Collected data:
---+---
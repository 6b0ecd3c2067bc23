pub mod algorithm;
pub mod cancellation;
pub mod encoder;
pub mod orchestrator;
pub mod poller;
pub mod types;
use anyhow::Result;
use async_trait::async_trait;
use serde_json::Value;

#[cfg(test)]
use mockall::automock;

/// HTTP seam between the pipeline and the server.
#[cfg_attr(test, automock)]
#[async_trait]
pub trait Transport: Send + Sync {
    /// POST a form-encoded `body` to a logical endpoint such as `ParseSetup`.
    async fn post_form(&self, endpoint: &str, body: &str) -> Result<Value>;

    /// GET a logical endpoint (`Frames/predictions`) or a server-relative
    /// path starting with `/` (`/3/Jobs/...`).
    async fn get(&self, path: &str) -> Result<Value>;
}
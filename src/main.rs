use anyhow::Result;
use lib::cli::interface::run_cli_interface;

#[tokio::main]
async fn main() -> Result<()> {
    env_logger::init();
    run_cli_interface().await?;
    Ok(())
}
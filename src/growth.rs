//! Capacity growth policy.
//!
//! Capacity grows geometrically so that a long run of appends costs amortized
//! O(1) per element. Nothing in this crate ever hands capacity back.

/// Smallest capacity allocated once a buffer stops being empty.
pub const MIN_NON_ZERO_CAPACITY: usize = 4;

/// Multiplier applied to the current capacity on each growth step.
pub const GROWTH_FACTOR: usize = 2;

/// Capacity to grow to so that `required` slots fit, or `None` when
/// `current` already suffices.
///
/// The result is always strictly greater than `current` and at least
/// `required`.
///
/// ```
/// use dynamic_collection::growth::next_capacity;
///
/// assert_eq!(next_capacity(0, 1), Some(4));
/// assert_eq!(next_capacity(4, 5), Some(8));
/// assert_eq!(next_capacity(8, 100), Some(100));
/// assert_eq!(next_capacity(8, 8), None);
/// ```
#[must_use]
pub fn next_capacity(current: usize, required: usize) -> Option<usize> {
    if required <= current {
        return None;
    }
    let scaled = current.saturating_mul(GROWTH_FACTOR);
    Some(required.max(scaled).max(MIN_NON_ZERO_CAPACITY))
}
---+---
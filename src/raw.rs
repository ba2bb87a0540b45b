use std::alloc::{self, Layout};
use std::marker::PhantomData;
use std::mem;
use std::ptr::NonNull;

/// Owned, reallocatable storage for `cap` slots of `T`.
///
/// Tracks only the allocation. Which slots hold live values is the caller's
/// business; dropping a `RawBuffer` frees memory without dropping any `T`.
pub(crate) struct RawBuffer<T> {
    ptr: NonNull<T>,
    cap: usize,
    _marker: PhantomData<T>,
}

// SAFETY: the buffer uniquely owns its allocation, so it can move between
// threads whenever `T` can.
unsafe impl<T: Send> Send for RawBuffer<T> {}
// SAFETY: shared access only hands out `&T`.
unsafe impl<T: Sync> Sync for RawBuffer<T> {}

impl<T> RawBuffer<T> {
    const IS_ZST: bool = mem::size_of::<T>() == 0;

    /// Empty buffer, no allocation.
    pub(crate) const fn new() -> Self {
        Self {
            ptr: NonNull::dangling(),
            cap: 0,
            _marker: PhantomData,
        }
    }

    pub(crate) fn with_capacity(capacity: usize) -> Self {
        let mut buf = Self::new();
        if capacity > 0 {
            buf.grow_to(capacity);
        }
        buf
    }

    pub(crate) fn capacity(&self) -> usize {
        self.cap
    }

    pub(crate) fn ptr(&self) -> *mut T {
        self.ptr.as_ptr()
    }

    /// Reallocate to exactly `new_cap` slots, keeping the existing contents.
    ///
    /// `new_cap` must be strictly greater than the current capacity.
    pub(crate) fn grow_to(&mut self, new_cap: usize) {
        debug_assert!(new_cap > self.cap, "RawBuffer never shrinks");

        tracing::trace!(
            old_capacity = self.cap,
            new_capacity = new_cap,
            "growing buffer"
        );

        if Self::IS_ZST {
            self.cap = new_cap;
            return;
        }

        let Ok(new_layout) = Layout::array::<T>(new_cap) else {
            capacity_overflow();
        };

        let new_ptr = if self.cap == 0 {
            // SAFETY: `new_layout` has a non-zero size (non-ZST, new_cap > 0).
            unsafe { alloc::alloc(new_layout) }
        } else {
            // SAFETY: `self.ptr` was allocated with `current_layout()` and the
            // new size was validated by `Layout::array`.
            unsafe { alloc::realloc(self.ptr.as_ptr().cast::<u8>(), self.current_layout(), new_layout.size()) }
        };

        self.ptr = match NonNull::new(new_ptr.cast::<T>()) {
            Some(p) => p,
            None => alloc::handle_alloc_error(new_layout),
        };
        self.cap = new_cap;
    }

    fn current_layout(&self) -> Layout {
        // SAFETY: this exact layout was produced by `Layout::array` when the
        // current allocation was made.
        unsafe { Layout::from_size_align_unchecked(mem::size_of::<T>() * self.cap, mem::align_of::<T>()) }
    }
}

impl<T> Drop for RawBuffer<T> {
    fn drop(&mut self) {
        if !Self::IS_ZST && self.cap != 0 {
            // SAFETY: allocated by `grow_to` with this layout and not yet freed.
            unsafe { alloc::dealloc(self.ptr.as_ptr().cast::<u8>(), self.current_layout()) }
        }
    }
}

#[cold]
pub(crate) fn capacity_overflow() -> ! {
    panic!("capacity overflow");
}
---+---
Prompt
Please give an exact copy of the entries above, from the line with "pub mod types;" down to the line with "or a server-relative", inclusive, and nothing else.

Result for this exercise
pub mod types;
use anyhow::Result;
use async_trait::async_trait;
use serde_json::Value;

#[cfg(test)]
use mockall::automock;

/// HTTP seam between the pipeline and the server.
#[cfg_attr(test, automock)]
#[async_trait]
pub trait Transport: Send + Sync {
    /// POST a form-encoded `body` to a logical endpoint such as `ParseSetup`.
    async fn post_form(&self, endpoint: &str, body: &str) -> Result<Value>;

    /// GET a logical endpoint (`Frames/predictions`) or a server-relative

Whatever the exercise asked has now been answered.